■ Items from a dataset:
⁂

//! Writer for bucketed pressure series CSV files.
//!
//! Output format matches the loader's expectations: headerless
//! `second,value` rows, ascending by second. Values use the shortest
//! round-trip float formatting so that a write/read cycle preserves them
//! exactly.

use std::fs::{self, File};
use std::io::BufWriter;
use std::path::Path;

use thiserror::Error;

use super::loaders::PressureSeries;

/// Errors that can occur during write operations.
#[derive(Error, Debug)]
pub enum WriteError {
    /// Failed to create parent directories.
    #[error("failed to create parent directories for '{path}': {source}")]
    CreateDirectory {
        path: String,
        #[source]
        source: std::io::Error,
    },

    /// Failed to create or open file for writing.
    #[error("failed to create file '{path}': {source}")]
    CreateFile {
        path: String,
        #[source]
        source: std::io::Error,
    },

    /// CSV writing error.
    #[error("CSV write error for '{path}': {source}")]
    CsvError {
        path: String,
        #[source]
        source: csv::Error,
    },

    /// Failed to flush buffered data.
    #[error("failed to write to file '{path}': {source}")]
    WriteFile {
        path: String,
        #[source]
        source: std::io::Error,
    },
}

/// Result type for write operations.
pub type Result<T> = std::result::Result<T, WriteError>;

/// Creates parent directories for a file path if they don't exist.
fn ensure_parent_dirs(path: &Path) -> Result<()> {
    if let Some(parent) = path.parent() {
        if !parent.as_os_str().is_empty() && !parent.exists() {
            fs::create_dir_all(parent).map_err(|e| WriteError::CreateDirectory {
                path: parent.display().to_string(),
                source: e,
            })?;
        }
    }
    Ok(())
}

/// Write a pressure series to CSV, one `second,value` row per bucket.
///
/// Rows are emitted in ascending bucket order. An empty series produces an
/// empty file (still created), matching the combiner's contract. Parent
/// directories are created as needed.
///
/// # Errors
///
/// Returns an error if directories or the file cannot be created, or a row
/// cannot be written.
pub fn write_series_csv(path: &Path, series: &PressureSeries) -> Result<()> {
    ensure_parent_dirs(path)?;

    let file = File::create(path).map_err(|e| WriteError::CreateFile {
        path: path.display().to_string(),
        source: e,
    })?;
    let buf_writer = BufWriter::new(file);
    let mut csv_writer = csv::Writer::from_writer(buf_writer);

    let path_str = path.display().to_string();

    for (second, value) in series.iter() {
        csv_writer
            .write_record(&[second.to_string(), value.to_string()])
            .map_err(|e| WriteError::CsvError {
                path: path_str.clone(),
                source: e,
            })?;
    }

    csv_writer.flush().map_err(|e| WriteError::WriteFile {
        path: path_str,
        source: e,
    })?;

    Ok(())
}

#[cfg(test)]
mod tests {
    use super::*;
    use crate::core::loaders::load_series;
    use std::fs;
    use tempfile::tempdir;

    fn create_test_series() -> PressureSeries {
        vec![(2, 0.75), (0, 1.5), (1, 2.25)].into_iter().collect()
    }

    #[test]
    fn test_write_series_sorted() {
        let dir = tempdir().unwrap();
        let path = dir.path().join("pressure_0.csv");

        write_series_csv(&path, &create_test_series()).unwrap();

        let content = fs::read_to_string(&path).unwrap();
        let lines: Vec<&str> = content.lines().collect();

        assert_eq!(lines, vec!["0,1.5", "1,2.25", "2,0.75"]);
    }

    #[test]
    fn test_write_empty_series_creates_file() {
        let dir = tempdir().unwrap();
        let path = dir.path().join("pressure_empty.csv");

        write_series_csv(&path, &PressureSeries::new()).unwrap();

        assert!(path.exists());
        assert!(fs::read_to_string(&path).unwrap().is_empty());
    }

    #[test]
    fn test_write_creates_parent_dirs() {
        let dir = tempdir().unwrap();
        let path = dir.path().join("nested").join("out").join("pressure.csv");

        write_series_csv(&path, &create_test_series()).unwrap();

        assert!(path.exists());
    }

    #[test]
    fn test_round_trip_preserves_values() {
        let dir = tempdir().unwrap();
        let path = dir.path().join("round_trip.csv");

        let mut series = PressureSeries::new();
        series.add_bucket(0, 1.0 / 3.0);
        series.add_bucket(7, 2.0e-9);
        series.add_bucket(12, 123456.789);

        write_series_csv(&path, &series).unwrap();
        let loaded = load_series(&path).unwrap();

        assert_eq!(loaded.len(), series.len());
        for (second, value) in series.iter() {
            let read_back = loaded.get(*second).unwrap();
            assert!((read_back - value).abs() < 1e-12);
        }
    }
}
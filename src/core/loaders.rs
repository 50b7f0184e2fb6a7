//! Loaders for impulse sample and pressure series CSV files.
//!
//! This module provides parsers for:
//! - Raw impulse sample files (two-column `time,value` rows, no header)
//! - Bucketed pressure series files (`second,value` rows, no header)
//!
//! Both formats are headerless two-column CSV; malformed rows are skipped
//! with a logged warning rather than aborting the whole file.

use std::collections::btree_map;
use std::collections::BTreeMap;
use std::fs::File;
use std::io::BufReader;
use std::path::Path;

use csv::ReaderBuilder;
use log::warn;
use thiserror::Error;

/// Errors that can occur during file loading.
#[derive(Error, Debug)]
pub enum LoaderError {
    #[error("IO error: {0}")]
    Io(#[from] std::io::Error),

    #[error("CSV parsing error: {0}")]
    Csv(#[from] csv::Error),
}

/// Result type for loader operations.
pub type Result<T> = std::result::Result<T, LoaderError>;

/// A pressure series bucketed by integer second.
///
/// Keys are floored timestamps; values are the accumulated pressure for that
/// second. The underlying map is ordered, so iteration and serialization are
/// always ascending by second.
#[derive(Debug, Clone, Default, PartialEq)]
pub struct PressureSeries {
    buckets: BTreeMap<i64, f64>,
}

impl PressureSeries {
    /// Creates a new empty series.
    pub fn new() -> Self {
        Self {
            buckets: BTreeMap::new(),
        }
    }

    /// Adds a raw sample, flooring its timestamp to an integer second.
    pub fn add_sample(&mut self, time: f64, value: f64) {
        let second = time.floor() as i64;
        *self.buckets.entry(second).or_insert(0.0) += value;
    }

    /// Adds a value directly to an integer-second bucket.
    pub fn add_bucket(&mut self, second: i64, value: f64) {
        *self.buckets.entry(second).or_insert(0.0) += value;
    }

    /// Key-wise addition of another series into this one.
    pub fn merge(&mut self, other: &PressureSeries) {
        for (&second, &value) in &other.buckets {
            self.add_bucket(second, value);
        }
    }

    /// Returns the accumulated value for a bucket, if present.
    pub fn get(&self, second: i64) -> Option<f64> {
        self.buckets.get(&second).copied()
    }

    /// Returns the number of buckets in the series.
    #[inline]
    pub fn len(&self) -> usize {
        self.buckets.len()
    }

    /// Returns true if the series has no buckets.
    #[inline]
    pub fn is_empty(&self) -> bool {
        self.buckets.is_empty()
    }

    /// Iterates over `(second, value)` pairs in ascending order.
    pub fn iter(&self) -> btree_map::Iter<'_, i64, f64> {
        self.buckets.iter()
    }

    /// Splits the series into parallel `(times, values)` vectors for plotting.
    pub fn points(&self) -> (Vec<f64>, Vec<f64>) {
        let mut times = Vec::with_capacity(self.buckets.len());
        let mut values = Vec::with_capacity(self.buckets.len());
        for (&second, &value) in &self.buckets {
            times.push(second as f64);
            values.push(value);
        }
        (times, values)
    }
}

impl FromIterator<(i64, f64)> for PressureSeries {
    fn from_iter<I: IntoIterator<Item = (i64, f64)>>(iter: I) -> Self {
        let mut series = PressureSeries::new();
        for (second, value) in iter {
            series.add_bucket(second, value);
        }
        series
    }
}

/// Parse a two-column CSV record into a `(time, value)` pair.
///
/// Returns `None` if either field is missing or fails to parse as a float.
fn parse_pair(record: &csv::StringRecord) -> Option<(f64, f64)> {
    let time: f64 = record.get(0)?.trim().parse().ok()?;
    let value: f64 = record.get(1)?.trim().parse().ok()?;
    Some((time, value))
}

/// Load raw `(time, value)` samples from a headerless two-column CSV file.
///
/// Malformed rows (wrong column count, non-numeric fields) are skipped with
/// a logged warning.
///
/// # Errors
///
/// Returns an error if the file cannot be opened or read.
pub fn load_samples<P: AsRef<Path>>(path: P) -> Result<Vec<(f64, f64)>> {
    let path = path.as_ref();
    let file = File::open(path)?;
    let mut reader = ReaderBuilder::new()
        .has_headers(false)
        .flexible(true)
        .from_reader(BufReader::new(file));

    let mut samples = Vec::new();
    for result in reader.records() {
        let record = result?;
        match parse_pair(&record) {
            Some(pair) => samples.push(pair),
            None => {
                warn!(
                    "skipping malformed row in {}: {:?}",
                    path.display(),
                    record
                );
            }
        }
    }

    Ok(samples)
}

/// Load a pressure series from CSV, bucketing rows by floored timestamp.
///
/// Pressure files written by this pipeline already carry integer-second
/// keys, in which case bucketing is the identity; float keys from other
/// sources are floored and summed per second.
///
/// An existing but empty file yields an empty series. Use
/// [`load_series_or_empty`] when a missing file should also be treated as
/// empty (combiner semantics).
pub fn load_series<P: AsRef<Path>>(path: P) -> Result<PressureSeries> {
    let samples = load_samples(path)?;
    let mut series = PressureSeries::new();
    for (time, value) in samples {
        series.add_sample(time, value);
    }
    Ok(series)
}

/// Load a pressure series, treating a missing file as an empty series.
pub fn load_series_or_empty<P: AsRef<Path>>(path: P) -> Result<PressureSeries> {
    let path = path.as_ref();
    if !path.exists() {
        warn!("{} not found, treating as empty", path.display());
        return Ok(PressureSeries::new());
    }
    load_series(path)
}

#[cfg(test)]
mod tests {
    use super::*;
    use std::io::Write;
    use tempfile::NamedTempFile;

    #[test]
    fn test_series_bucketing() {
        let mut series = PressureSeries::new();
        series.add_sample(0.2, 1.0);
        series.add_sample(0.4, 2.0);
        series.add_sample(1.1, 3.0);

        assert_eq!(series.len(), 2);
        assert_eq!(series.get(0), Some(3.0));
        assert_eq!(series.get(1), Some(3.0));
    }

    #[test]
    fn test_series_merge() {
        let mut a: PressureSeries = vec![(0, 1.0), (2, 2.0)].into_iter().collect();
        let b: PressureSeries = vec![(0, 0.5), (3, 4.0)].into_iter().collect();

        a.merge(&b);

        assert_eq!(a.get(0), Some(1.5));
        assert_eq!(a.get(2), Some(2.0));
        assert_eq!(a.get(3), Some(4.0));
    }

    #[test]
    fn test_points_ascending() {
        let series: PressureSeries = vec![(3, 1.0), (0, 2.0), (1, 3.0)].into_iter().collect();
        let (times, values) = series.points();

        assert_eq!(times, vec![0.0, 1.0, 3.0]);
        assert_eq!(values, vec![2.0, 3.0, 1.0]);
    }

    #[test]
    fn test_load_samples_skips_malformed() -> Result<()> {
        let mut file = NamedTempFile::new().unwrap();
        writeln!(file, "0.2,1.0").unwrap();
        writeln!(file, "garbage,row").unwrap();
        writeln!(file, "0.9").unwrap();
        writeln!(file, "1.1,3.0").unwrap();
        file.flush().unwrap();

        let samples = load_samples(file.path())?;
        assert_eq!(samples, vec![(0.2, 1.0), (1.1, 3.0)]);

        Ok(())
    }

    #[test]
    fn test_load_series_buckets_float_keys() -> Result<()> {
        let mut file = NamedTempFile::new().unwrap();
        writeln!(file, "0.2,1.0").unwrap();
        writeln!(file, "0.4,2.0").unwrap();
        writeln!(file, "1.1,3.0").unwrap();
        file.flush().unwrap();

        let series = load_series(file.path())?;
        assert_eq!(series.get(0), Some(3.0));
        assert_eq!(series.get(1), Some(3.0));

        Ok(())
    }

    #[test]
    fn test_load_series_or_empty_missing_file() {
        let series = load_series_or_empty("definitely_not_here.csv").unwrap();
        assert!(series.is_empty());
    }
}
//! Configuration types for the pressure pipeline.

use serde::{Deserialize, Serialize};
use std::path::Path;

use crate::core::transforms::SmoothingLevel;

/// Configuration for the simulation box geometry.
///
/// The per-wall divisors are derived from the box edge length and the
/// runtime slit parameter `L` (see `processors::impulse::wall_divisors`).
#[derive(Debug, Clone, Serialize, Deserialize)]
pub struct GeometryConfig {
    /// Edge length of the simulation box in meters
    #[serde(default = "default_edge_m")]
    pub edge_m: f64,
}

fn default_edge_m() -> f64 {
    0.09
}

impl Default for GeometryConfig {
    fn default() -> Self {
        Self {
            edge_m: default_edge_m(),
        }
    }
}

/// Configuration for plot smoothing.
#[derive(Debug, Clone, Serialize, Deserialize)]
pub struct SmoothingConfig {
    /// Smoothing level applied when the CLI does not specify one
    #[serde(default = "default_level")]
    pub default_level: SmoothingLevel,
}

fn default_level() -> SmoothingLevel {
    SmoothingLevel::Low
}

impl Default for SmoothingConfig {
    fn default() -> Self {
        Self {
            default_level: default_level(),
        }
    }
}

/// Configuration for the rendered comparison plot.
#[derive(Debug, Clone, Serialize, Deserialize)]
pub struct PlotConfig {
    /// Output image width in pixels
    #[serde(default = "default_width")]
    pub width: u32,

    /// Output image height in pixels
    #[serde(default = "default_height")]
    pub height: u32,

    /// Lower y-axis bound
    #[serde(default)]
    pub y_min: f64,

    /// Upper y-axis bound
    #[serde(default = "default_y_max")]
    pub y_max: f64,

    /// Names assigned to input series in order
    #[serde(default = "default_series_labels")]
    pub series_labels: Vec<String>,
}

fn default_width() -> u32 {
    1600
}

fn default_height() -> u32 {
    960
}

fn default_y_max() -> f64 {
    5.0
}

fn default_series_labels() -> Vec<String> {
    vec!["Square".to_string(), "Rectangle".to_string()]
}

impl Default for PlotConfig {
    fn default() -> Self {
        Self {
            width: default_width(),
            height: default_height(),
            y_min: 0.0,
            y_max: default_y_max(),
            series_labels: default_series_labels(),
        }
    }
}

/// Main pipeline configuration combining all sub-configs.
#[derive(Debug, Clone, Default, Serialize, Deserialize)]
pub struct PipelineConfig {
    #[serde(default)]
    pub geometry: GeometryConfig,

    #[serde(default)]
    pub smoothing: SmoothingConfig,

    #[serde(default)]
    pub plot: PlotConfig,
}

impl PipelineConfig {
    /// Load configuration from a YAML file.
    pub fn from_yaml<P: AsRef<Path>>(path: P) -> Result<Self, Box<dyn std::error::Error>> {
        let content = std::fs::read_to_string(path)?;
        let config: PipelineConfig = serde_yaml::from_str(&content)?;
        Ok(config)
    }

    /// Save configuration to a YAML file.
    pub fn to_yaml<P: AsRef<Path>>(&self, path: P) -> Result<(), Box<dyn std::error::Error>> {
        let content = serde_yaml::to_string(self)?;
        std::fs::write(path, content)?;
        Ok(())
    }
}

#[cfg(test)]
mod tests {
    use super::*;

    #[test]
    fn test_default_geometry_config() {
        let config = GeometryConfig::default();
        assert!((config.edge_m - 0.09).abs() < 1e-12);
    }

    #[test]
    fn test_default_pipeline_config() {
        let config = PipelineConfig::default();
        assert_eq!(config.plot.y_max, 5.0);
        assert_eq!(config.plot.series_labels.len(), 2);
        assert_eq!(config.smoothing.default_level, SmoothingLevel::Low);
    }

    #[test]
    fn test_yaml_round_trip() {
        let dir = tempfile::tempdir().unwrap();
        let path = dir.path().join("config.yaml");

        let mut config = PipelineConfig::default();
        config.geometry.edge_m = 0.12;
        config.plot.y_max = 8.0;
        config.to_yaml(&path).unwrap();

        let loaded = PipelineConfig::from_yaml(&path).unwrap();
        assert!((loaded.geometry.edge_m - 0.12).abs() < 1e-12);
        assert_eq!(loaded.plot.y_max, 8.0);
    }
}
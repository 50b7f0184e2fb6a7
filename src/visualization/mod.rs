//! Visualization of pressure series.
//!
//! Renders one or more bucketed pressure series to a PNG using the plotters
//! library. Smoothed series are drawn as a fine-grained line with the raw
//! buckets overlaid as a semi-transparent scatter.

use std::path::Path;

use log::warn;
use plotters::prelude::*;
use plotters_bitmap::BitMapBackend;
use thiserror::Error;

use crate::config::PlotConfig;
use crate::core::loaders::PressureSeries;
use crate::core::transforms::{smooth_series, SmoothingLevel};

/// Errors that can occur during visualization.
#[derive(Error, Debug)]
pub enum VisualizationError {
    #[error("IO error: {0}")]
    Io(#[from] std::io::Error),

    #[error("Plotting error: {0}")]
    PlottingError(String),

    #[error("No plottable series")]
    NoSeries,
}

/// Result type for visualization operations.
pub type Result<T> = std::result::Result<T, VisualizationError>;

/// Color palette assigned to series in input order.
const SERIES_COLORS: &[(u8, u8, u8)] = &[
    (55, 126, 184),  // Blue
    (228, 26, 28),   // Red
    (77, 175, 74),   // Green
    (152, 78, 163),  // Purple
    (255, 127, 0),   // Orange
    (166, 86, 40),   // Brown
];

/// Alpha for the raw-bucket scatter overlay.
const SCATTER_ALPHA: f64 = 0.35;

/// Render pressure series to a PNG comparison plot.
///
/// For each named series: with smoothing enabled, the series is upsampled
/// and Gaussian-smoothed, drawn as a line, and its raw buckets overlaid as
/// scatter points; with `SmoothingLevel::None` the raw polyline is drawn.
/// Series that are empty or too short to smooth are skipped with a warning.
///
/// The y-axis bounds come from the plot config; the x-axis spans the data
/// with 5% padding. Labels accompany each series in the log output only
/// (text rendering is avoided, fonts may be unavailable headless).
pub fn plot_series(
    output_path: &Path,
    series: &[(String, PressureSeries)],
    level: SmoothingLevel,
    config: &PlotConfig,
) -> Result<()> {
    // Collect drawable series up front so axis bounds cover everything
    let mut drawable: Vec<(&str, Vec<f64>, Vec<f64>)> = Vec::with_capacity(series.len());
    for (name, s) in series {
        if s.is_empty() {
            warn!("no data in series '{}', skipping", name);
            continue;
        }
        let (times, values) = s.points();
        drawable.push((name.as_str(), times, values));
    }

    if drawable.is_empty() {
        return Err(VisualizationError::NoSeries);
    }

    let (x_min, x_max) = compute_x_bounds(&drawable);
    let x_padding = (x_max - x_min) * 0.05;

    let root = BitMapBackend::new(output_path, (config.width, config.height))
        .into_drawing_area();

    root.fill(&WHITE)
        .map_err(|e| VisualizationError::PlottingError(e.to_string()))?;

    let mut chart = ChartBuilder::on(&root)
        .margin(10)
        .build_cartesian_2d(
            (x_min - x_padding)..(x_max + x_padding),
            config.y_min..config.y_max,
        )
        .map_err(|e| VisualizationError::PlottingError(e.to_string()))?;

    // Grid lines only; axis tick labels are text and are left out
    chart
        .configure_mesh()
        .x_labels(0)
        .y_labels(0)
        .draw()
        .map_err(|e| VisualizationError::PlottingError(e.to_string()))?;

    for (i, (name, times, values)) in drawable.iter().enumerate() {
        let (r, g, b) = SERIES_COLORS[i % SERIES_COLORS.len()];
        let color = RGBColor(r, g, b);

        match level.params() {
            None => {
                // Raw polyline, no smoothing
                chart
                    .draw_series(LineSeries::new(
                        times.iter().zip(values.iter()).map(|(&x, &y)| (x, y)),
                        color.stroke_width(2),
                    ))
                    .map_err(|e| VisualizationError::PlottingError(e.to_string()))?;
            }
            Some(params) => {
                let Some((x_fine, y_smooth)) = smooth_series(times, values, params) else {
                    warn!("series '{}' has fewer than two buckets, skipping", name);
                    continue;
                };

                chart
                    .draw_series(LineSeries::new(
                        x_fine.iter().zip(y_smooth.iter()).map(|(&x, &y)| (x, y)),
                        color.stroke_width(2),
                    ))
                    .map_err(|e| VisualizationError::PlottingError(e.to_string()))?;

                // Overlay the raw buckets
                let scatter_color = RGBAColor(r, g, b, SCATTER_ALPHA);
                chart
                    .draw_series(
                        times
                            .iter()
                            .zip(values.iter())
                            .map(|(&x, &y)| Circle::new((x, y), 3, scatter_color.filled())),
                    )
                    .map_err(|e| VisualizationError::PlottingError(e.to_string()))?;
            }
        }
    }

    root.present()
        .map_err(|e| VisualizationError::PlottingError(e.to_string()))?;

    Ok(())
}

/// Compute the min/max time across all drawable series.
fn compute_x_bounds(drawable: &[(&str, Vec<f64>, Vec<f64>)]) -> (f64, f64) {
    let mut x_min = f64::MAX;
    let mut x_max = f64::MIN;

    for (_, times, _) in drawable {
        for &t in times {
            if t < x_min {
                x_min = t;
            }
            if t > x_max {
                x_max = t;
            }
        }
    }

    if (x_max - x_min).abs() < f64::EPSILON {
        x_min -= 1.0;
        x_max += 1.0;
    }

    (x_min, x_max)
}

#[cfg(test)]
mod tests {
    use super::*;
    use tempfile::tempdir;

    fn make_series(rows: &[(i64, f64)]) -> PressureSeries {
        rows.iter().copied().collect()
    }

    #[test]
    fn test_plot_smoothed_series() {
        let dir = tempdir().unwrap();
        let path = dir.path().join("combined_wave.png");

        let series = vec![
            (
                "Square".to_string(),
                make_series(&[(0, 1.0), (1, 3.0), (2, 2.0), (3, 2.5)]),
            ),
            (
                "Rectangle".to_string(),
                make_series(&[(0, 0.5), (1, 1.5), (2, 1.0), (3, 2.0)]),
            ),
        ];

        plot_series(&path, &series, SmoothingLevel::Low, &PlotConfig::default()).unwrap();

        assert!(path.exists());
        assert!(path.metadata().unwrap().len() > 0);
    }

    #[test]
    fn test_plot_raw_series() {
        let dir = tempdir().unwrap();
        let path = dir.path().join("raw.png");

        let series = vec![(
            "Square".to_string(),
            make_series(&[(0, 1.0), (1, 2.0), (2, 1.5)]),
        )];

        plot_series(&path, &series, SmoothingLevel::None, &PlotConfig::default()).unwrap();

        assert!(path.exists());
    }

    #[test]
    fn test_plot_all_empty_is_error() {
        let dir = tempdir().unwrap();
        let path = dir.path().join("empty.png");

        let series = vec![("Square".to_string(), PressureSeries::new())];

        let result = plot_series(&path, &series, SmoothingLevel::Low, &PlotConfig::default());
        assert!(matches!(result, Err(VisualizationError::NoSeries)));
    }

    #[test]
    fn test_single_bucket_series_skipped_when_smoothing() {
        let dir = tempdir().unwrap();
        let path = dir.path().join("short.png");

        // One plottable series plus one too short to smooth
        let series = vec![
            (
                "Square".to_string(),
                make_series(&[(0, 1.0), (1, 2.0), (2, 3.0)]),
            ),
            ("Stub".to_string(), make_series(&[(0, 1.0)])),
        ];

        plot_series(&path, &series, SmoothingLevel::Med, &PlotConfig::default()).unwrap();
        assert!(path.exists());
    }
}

⁂

■ Required work: Copy out the lines of the data where the string "trim" occurs.

■ Result for this exercise:
    let time: f64 = record.get(0)?.trim().parse().ok()?;
    let value: f64 = record.get(1)?.trim().parse().ok()?;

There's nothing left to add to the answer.